ResultsDemographic characteristics

Table 2 describes the demographic characteristics of the 429 participants. A significant proportion of the population was diabetic (20.0%) or had hypertension (31.9%). A prior history of eye disease was reported by 22.8% of subjects.

Table 3 shows the percentage of participants failing the individual screening parameters. Of the 429 participants, only 120 (28.0%) passed all of the screening tests. The most commonly failed screening test was FDT perimetry (195/429, 45.5%) making this the largest source of referral for further ophthalmic examination. Abnormal or poor quality confocal scanning laser ophthalmoscopy was also common in our cohort (146/429, 34.0%). As may be expected, subjects with a best corrected visual acuity <20/40 frequently had abnormal FDT (40/51, 78.4%). Only 36.3% (4/11) of subjects with an intraocular pressure > 21 mm Hg had an abnormal FDT.

Of the 309 subjects with abnormal screening tests, 210 (68.3%) completed the comprehensive follow up examination. The participants completing follow up examination and those that did not were similar in gender, age, diabetes, hypertension or history of eye disease. However, subjects with a follow up examination were more likely to have failed confocal scanning laser ophthalmoscopy screening than their counterparts that did not follow up (52% vs. 38%, p<.05); there were no other differences in demographic characteristics or proportion of failed screening tests between the two groups. We also examined 20 out of 36 (20/36, 55.6%) subjects with normal screening results to provide a measure of specificity.

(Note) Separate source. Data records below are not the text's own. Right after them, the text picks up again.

//! Column-map compiler: aligns source and target column metadata into an
//! ordered [`ColumnMapEntry`] list and compiles the per-side hash and pk
//! projection expressions.
//!
//! Ordering inside the hash expressions is always lexicographic by column
//! alias, never catalog order, so hash inputs stay alignment-stable when
//! the two engines report columns differently.

use crate::cast::{self, CastOptions};
use crate::dialect::Platform;
use crate::error::{CompareError, Result};
use crate::model::{CatalogColumn, ColumnInfo, ColumnMapEntry, Side};
use std::collections::HashMap;
use tracing::warn;

/// The compiled per-side SQL fragments for one table.
#[derive(Debug, Clone)]
pub struct CompiledSide {
    /// MD5 over the ordered canonical pk values.
    pub pk_hash_expr: String,
    /// MD5 over the ordered canonical non-pk values.
    pub column_hash_expr: String,
    /// JSON object literal `{"alias": "value", …}` projected as `pk`.
    pub pk_json_expr: String,
    /// Aliases of the pk columns, in expression order.
    pub pk_aliases: Vec<String>,
}

/// A fully compiled table pair, ready for extraction.
#[derive(Debug, Clone)]
pub struct CompiledTable {
    pub entries: Vec<ColumnMapEntry>,
    pub source: CompiledSide,
    pub target: CompiledSide,
}

/// Build a [`ColumnInfo`] from one catalog row: classify the type, decide
/// case preservation, and compile the canonical value expression.
pub fn build_column_info(
    platform: Platform,
    raw: &CatalogColumn,
    opts: &CastOptions,
) -> ColumnInfo {
    let supported = !matches!(cast::classify(&raw.data_type), cast::TypeClass::Unsupported);
    if !supported {
        warn!(
            "Unsupported data type ({}) for column ({})",
            raw.data_type, raw.column_name
        );
    }

    let preserve_case = platform.needs_preserve_case(&raw.column_name);
    let quoted = platform.quote(&raw.column_name, preserve_case);
    let value_expression = cast::cast_expr(
        platform,
        &quoted,
        &raw.data_type,
        raw.data_precision,
        raw.data_scale,
        opts,
    );

    ColumnInfo {
        column_name: raw.column_name.clone(),
        data_type: raw.data_type.clone(),
        data_length: raw.data_length,
        data_precision: raw.data_precision,
        data_scale: raw.data_scale,
        nullable: raw.nullable,
        primary_key: raw.primary_key,
        data_class: cast::data_class(&raw.data_type),
        preserve_case,
        value_expression,
        supported,
    }
}

/// The logical alias for a column: the override map wins, otherwise the
/// lowercased column name.
fn alias_for(column_name: &str, overrides: &HashMap<String, String>) -> String {
    overrides
        .iter()
        .find(|(k, _)| k.eq_ignore_ascii_case(column_name))
        .map(|(_, v)| v.to_lowercase())
        .unwrap_or_else(|| column_name.to_lowercase())
}

/// Pair source and target columns by case-insensitive alias into an ordered
/// column map. Columns present on only one side become one-sided entries
/// and are excluded from hashing (with a warning).
pub fn align(
    source: &[ColumnInfo],
    target: &[ColumnInfo],
    overrides: &HashMap<String, String>,
) -> Vec<ColumnMapEntry> {
    let mut by_alias: HashMap<String, ColumnMapEntry> = HashMap::new();

    for col in source {
        let alias = alias_for(&col.column_name, overrides);
        by_alias
            .entry(alias.clone())
            .or_insert_with(|| ColumnMapEntry {
                alias,
                source: None,
                target: None,
            })
            .source = Some(col.clone());
    }

    for col in target {
        let alias = alias_for(&col.column_name, overrides);
        by_alias
            .entry(alias.clone())
            .or_insert_with(|| ColumnMapEntry {
                alias,
                source: None,
                target: None,
            })
            .target = Some(col.clone());
    }

    let mut entries: Vec<ColumnMapEntry> = by_alias.into_values().collect();
    entries.sort_by(|a, b| a.alias.cmp(&b.alias));

    for entry in &entries {
        if entry.source.is_none() || entry.target.is_none() {
            let side = if entry.source.is_none() { "source" } else { "target" };
            warn!(
                "Column alias ({}) has no {} counterpart and is excluded from hashing",
                entry.alias, side
            );
        }
    }

    entries
}

/// Compile one side's hash and pk projection expressions from an aligned
/// column map. Fails when the primary key is empty or its cardinality
/// differs between sides.
pub fn compile_side(
    platform: Platform,
    entries: &[ColumnMapEntry],
    side: Side,
    table: &str,
) -> Result<CompiledSide> {
    let mut pk_exprs: Vec<String> = Vec::new();
    let mut pk_pairs: Vec<(String, String)> = Vec::new();
    let mut column_exprs: Vec<String> = Vec::new();

    for entry in entries {
        if !entry.hashable() {
            continue;
        }
        // hashable() guarantees both sides are present.
        let info = entry.side(side).unwrap();
        if entry.is_primary_key() {
            pk_exprs.push(info.value_expression.clone());
            pk_pairs.push((entry.alias.clone(), info.value_expression.clone()));
        } else {
            column_exprs.push(info.value_expression.clone());
        }
    }

    if pk_exprs.is_empty() {
        return Err(CompareError::map(
            table,
            "no usable primary key columns in the column map",
        ));
    }

    Ok(CompiledSide {
        pk_hash_expr: platform.hash_expr(&pk_exprs),
        column_hash_expr: platform.hash_expr(&column_exprs),
        pk_json_expr: platform.pk_json_expr(&pk_pairs),
        pk_aliases: pk_pairs.into_iter().map(|(a, _)| a).collect(),
    })
}

/// Compile both sides of a table pair.
pub fn compile(
    source_platform: Platform,
    target_platform: Platform,
    entries: Vec<ColumnMapEntry>,
    table: &str,
) -> Result<CompiledTable> {
    let source = compile_side(source_platform, &entries, Side::Source, table)?;
    let target = compile_side(target_platform, &entries, Side::Target, table)?;

    if source.pk_aliases.len() != target.pk_aliases.len() {
        return Err(CompareError::map(
            table,
            format!(
                "primary key cardinality differs between sides ({} vs {})",
                source.pk_aliases.len(),
                target.pk_aliases.len()
            ),
        ));
    }

    Ok(CompiledTable {
        entries,
        source,
        target,
    })
}

#[cfg(test)]
mod tests {
    use super::*;
    use crate::model::DataClass;

    fn catalog_col(name: &str, data_type: &str, pk: bool) -> CatalogColumn {
        CatalogColumn {
            owner: "public".to_string(),
            table_name: "emp".to_string(),
            column_name: name.to_string(),
            data_type: data_type.to_string(),
            data_length: 0,
            data_precision: if data_type == "numeric" { 10 } else { 0 },
            data_scale: if data_type == "numeric" { 2 } else { 0 },
            nullable: !pk,
            primary_key: pk,
        }
    }

    fn info(platform: Platform, name: &str, data_type: &str, pk: bool) -> ColumnInfo {
        build_column_info(platform, &catalog_col(name, data_type, pk), &CastOptions::default())
    }

    #[test]
    fn build_column_info_marks_unsupported() {
        let col = info(Platform::Mssql, "rv", "rowversion", false);
        assert!(!col.supported);
        assert_eq!(col.data_class, DataClass::Char);
        assert!(!col.value_expression.is_empty());
    }

    #[test]
    fn build_column_info_quotes_mixed_case() {
        let col = info(Platform::Postgres, "EmpName", "varchar", false);
        assert!(col.preserve_case);
        assert!(col.value_expression.contains("\"EmpName\""));
    }

    #[test]
    fn align_pairs_case_insensitively_and_sorts() {
        let source = vec![
            info(Platform::Oracle, "SALARY", "number", false),
            info(Platform::Oracle, "ID", "number", true),
            info(Platform::Oracle, "NAME", "varchar2", false),
        ];
        let target = vec![
            info(Platform::Postgres, "id", "int4", true),
            info(Platform::Postgres, "name", "varchar", false),
            info(Platform::Postgres, "salary", "numeric", false),
        ];
        let entries = align(&source, &target, &HashMap::new());
        let aliases: Vec<&str> = entries.iter().map(|e| e.alias.as_str()).collect();
        assert_eq!(aliases, vec!["id", "name", "salary"]);
        assert!(entries.iter().all(|e| e.hashable()));
    }

    #[test]
    fn align_keeps_one_sided_entries_unhashable() {
        let source = vec![info(Platform::Postgres, "id", "int4", true)];
        let target = vec![
            info(Platform::Postgres, "id", "int4", true),
            info(Platform::Postgres, "extra", "varchar", false),
        ];
        let entries = align(&source, &target, &HashMap::new());
        assert_eq!(entries.len(), 2);
        let extra = entries.iter().find(|e| e.alias == "extra").unwrap();
        assert!(!extra.hashable());
    }

    #[test]
    fn align_honors_alias_overrides() {
        let source = vec![info(Platform::Oracle, "EMP_ID", "number", true)];
        let target = vec![info(Platform::Postgres, "id", "int4", true)];
        let mut overrides = HashMap::new();
        overrides.insert("emp_id".to_string(), "id".to_string());
        let entries = align(&source, &target, &overrides);
        assert_eq!(entries.len(), 1);
        assert!(entries[0].hashable());
        assert_eq!(entries[0].alias, "id");
    }

    #[test]
    fn compile_builds_aligned_expressions() {
        let source = vec![
            info(Platform::Oracle, "ID", "number", true),
            info(Platform::Oracle, "NAME", "varchar2", false),
        ];
        let target = vec![
            info(Platform::Postgres, "id", "int4", true),
            info(Platform::Postgres, "name", "varchar", false),
        ];
        let entries = align(&source, &target, &HashMap::new());
        let compiled =
            compile(Platform::Oracle, Platform::Postgres, entries, "emp").unwrap();

        assert!(compiled.source.pk_hash_expr.contains("STANDARD_HASH"));
        assert!(compiled.target.pk_hash_expr.starts_with("MD5("));
        assert_eq!(compiled.source.pk_aliases, vec!["id"]);
        assert!(compiled.target.pk_json_expr.contains("\"id\""));
    }

    #[test]
    fn compile_fails_without_primary_key() {
        let source = vec![info(Platform::Postgres, "name", "varchar", false)];
        let target = vec![info(Platform::Postgres, "name", "varchar", false)];
        let entries = align(&source, &target, &HashMap::new());
        let err = compile(Platform::Postgres, Platform::Postgres, entries, "emp");
        assert!(matches!(err, Err(CompareError::Map { .. })));
    }

    #[test]
    fn pk_columns_excluded_from_column_hash() {
        let source = vec![
            info(Platform::Postgres, "id", "int4", true),
            info(Platform::Postgres, "name", "varchar", false),
        ];
        let entries = align(&source, &source.clone(), &HashMap::new());
        let side = compile_side(Platform::Postgres, &entries, Side::Source, "emp").unwrap();
        assert!(!side.column_hash_expr.contains("id AS BIGINT"));
        assert!(side.pk_hash_expr.contains("id"));
    }
}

Table 4 displays the prevalence of eye disease. The most common diseases included age-related macular degeneration, glaucoma, diabetic retinopathy, and other retinal disease. The ophthalmologists considered one participant with normal screening tests to have early age-related macular degeneration based on drusen of the macula but had a best-corrected visual acuity of 20/20 in both eyes. We defined visually significant cataract only if their visual acuity was less than 20/40 and the cataract was felt to be the primary cause of the reduced acuity.

Association analysis

Table 5 shows the univariate logistic regression results of the screening tests for eye disease. Abnormal or poor quality non-mydriatic imaging was significantly associated with all eye diseases. As expected, diabetic retinopathy was associated with a personal history of diabetes and abnormal blood sugar or hemoglobin A1C. Intraocular pressure greater than 21 mm Hg was uncommon. Age-related macular degeneration, the most common ocular disease in our cohort, was associated with visual acuity less than 20/40, abnormal or poor quality confocal scanning laser ophthalmoscopy, abnormal FDT and abnormal or poor quality non-mydriatic photography.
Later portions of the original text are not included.